Story last updated at 7:52 AM on Wednesday, December 26, 2007

Five nominated for Spirit of Youth awards



BY MICHAEL ARMSTRONG
STAFF WRITER

Sometimes the bad kids get all the press the minor consuming alcohol citations, the stories of out-of-control teen parties with drugs and booze or the youth-caused vandalism marring public buildings.



 
 
Angela Edge wants to correct that bad impression of lower Kenai Peninsula youth.

"There's so many young people out there doing good things in the community," she said. "The good outnumber the bad by far."

Edge has reason to be proud: her daughter, Joleen Bannon, 16, is one of five Kachemak Bay area children and young adults nominated for this year's Spirit of Youth awards. Bannon was nominated in the Lifesaver and Prevention and Service to Young Children categories for comforting the victim of a grizzly bear attack and for working to educate others about the neglect and mistreatment of animals.

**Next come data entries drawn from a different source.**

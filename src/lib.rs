// src/lib.rs
pub mod config;
pub mod core;
pub mod gateway;
pub mod monitoring;
pub mod process;
pub mod recorder;
pub mod rtsp;
pub mod testing;
pub mod tunnel;
pub mod watchdog;

pub use config::{AppConfig, CameraConfig, ConfigStore, FileConfigStore};
pub use core::{Clock, ComponentLogger, LogContext, SystemClock};
pub use gateway::GatewaySupervisor;
pub use recorder::{FsRetention, RecordingSupervisor, StoreRetention};
pub use tunnel::{TunnelControl, TunnelSupervisor};
pub use watchdog::{Watchdog, WatchdogDeps};
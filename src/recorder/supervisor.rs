// src/recorder/supervisor.rs
//
// One ffmpeg segment-muxer per enabled camera. Stream copy only, no
// re-encoding; segments land in <root>/<YYYY-MM-DD>/<camera_id>/.

use std::collections::{BTreeMap, HashMap};
use std::path::{Path, PathBuf};
use std::sync::{Arc, Mutex};
use std::time::Duration;

use chrono::{DateTime, Utc};
use log::{error, info, warn};
use serde::Serialize;

use crate::config::{AppConfig, CameraConfig, CameraStatus, CameraUpdate, ConfigStore, resolve_program};
use crate::core::clock::{Clock, day_string, seconds_between};
use crate::core::error::{SupervisorError, SupervisorResult};
use crate::core::lock::lock_mutex;
use crate::process::{LaunchSpec, ProcessHandle, ProcessLauncher, STOP_GRACE, stop_handle};
use crate::rtsp::build_stream_url;

use super::backoff::restart_due;

struct RecordingHandle {
    process: Box<dyn ProcessHandle>,
    started_at: DateTime<Utc>,
}

#[derive(Default)]
struct RecorderState {
    handles: HashMap<String, RecordingHandle>,
    // Kept apart from `handles`: a crash drops liveness, not history.
    last_starts: HashMap<String, DateTime<Utc>>,
    failures: HashMap<String, u32>,
}

#[derive(Debug, Clone, Serialize, PartialEq)]
pub struct RecordingStatus {
    pub recording: bool,
    pub pid: Option<u32>,
    pub uptime_secs: f64,
}

pub struct RecordingSupervisor {
    store: Arc<dyn ConfigStore>,
    launcher: Arc<dyn ProcessLauncher>,
    clock: Arc<dyn Clock>,
    stop_grace: Duration,
    state: Mutex<RecorderState>,
}

impl RecordingSupervisor {
    pub fn new(
        store: Arc<dyn ConfigStore>,
        launcher: Arc<dyn ProcessLauncher>,
        clock: Arc<dyn Clock>,
    ) -> Self {
        Self {
            store,
            launcher,
            clock,
            stop_grace: STOP_GRACE,
            state: Mutex::new(RecorderState::default()),
        }
    }

    pub fn with_stop_grace(mut self, grace: Duration) -> Self {
        self.stop_grace = grace;
        self
    }

    /// Starts recording `camera`. No-op while a live recorder exists.
    ///
    /// Launch failures are logged and leave the camera in ERROR with no
    /// handle; `check_and_restart` picks it up on the next tick.
    pub fn start(&self, camera: &CameraConfig) {
        let config = self.store.load();
        let now = self.clock.now();

        let mut state = lock_mutex(&self.state, "recorder.start");
        if let Some(handle) = state.handles.get_mut(&camera.id) {
            if handle.process.is_alive() {
                info!("[recorder] {} already recording", camera.id);
                return;
            }
        }
        state.handles.remove(&camera.id);
        // Backoff is measured from the attempt, successful or not.
        state.last_starts.insert(camera.id.clone(), now);

        match self.launch(camera, &config) {
            Ok((process, dir)) => {
                let pid = process.pid();
                state.handles.insert(
                    camera.id.clone(),
                    RecordingHandle {
                        process,
                        started_at: now,
                    },
                );
                state.failures.insert(camera.id.clone(), 0);
                drop(state);

                self.set_status(&camera.id, CameraStatus::Recording);
                info!(
                    "[recorder] started {} ({}) pid={} -> {}",
                    camera.name,
                    camera.id,
                    pid,
                    dir.display()
                );
            }
            Err(e) => {
                drop(state);
                if e.is_missing_executable() {
                    error!("[recorder] {}. Install ffmpeg and add it to PATH.", e);
                } else {
                    error!("[recorder] failed to start {}: {}", camera.id, e);
                }
                self.set_status(&camera.id, CameraStatus::Error);
            }
        }
    }

    fn launch(
        &self,
        camera: &CameraConfig,
        config: &AppConfig,
    ) -> SupervisorResult<(Box<dyn ProcessHandle>, PathBuf)> {
        let base = self.store.base_dir();
        let dir = config
            .recordings_root(&base)
            .join(day_string(self.clock.today()))
            .join(&camera.id);
        std::fs::create_dir_all(&dir).map_err(|source| SupervisorError::OutputDir {
            path: dir.clone(),
            source,
        })?;

        let program = resolve_program(&base, &config.system.ffmpeg_path);
        let spec = recording_launch_spec(
            camera,
            &program,
            &dir,
            config.recording.segment_duration,
        );
        let process = self.launcher.launch(&spec)?;
        Ok((process, dir))
    }

    /// Stops recording. Always leaves the camera OFFLINE, handle or not.
    pub fn stop(&self, camera_id: &str) {
        let handle = {
            let mut state = lock_mutex(&self.state, "recorder.stop");
            state.last_starts.remove(camera_id);
            state.handles.remove(camera_id)
        };

        // Terminate outside the lock; the grace wait can take seconds.
        if let Some(mut handle) = handle {
            if handle.process.is_alive() {
                stop_handle(handle.process.as_mut(), self.stop_grace);
                info!("[recorder] stopped {}", camera_id);
            }
        }

        self.set_status(camera_id, CameraStatus::Offline);
    }

    pub fn stop_all(&self) {
        let ids: Vec<String> = {
            let state = lock_mutex(&self.state, "recorder.stop_all");
            state.handles.keys().cloned().collect()
        };
        for id in ids {
            self.stop(&id);
        }
    }

    /// Stops the camera and forgets its failure history.
    pub fn remove_camera(&self, camera_id: &str) {
        self.stop(camera_id);
        lock_mutex(&self.state, "recorder.remove_camera")
            .failures
            .remove(camera_id);
    }

    pub fn is_recording(&self, camera_id: &str) -> bool {
        let mut state = lock_mutex(&self.state, "recorder.is_recording");
        state
            .handles
            .get_mut(camera_id)
            .map(|h| h.process.is_alive())
            .unwrap_or(false)
    }

    pub fn status_snapshot(&self) -> BTreeMap<String, RecordingStatus> {
        let now = self.clock.now();
        let mut state = lock_mutex(&self.state, "recorder.status_snapshot");
        state
            .handles
            .iter_mut()
            .map(|(id, handle)| {
                let alive = handle.process.is_alive();
                let status = RecordingStatus {
                    recording: alive,
                    pid: alive.then(|| handle.process.pid()),
                    uptime_secs: seconds_between(handle.started_at, now).max(0.0),
                };
                (id.clone(), status)
            })
            .collect()
    }

    /// Restarts every enabled camera without a live recorder once its
    /// backoff has elapsed. Returns the ids that were (re)started.
    pub fn check_and_restart(&self) -> Vec<String> {
        let config = self.store.load();
        let now = self.clock.now();
        let mut restarted = Vec::new();

        for camera in config.enabled_cameras() {
            let attempt = {
                let mut state = lock_mutex(&self.state, "recorder.check_and_restart");
                let alive = state
                    .handles
                    .get_mut(&camera.id)
                    .map(|h| h.process.is_alive())
                    .unwrap_or(false);
                if alive {
                    continue;
                }

                let failures = state.failures.get(&camera.id).copied().unwrap_or(0);
                let elapsed = state
                    .last_starts
                    .get(&camera.id)
                    .map(|started| seconds_between(*started, now));
                if !restart_due(failures, elapsed) {
                    continue;
                }

                let attempt = failures.saturating_add(1);
                state.failures.insert(camera.id.clone(), attempt);
                attempt
            };

            warn!(
                "[recorder] restarting {} (attempt {})",
                camera.id, attempt
            );
            self.start(camera);
            restarted.push(camera.id.clone());
        }

        restarted
    }

    /// Moves every live recording into today's folder. Returns how many
    /// cameras were restarted.
    pub fn day_rollover(&self) -> usize {
        info!("[recorder] day rollover: restarting recordings");
        let config = self.store.load();
        let mut rolled = 0;

        for camera in config.enabled_cameras() {
            if self.is_recording(&camera.id) {
                self.stop(&camera.id);
                self.start(camera);
                rolled += 1;
            }
        }

        rolled
    }

    pub fn failure_count(&self, camera_id: &str) -> u32 {
        lock_mutex(&self.state, "recorder.failure_count")
            .failures
            .get(camera_id)
            .copied()
            .unwrap_or(0)
    }

    pub fn last_start(&self, camera_id: &str) -> Option<DateTime<Utc>> {
        lock_mutex(&self.state, "recorder.last_start")
            .last_starts
            .get(camera_id)
            .copied()
    }

    pub fn pid(&self, camera_id: &str) -> Option<u32> {
        lock_mutex(&self.state, "recorder.pid")
            .handles
            .get(camera_id)
            .map(|h| h.process.pid())
    }

    fn set_status(&self, camera_id: &str, status: CameraStatus) {
        if let Err(e) = self
            .store
            .update_camera(camera_id, &CameraUpdate::status(status))
        {
            warn!(
                "[recorder] cannot persist status {} for {}: {}",
                status.as_str(),
                camera_id,
                e
            );
        }
    }
}

/// ffmpeg invocation: TCP RTSP in, stream copy, fixed-length MP4 segments
/// named by wall-clock time.
pub fn recording_launch_spec(
    camera: &CameraConfig,
    program: &Path,
    output_dir: &Path,
    segment_secs: u32,
) -> LaunchSpec {
    let pattern = output_dir.join("rec_%H-%M-%S.mp4");

    LaunchSpec::new(format!("recorder:{}", camera.id), program).args([
        "-hide_banner".to_string(),
        "-loglevel".to_string(),
        "warning".to_string(),
        "-rtsp_transport".to_string(),
        "tcp".to_string(),
        "-timeout".to_string(),
        "5000000".to_string(),
        "-i".to_string(),
        build_stream_url(camera),
        "-c".to_string(),
        "copy".to_string(),
        "-f".to_string(),
        "segment".to_string(),
        "-segment_time".to_string(),
        segment_secs.to_string(),
        "-segment_format".to_string(),
        "mp4".to_string(),
        "-strftime".to_string(),
        "1".to_string(),
        "-reset_timestamps".to_string(),
        "1".to_string(),
        "-movflags".to_string(),
        "+faststart".to_string(),
        pattern.display().to_string(),
    ])
}

#[cfg(test)]
mod tests {
    use super::*;

    #[test]
    fn launch_spec_copies_without_reencoding() {
        let cam = CameraConfig::new("camera-3", "10.1.1.3");
        let spec = recording_launch_spec(
            &cam,
            Path::new("ffmpeg"),
            Path::new("/rec/2024-01-10/camera-3"),
            600,
        );

        assert_eq!(spec.label, "recorder:camera-3");
        let args = spec.args.join(" ");
        assert!(args.contains("-c copy"));
        assert!(args.contains("-f segment"));
        assert!(args.contains("-segment_time 600"));
        assert!(args.ends_with("/rec/2024-01-10/camera-3/rec_%H-%M-%S.mp4"));
        assert!(args.contains("rtsp://10.1.1.3:554/"));
    }
}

Other nominees are:

* Hooray Cartoon Sun Production Company, Jhnie Triplett, Tracy Handrich and Collin MacArthur, Service to Community, for organizing rock concerts to benefit local charities;

* Emmet Meyer, Science and the Environment and Service to Community, for raising money to support endangered orangutans in Borneo;

* Katie Bauer, Service to Young Children, for starting Ribbons of Life, a support group for children with parents who have cancer; and

* Tim O'Leary, Lifesaver and Prevention, Service to Peers, for his work with the Seldovia Fire and Emergency Medical Service.

Spirit of Youth is a statewide organization creating, promoting and recognizing youth involvement in communities across Alaska. Its annual awards program honors youth in 12 categories. The awards in each category will be announced at Spirit of Youth's annual banquet March 29 at the Egan Center, Anchorage.

Bannon received her Lifesaver and Prevention nomination for her role in helping Tom Patmore of Clam Gulch after she and her mom saved him from a grizzly bear attack. They had come across Patmore last June near his home after driving on the Sterling Highway and seeing a sow and two cubs in the area. Edge pulled down a side street and saw the sow attacking Patmore. She honked her horn and pulled up to the bear, driving it away. Patmore got in their car and they went to his nearby home and got inside.

Patmore had been bitten on his arms and was bleeding from his right wrist. While her mom called 911, Bannon helped treat Patmore by applying pressure to his wounds and keeping him calm.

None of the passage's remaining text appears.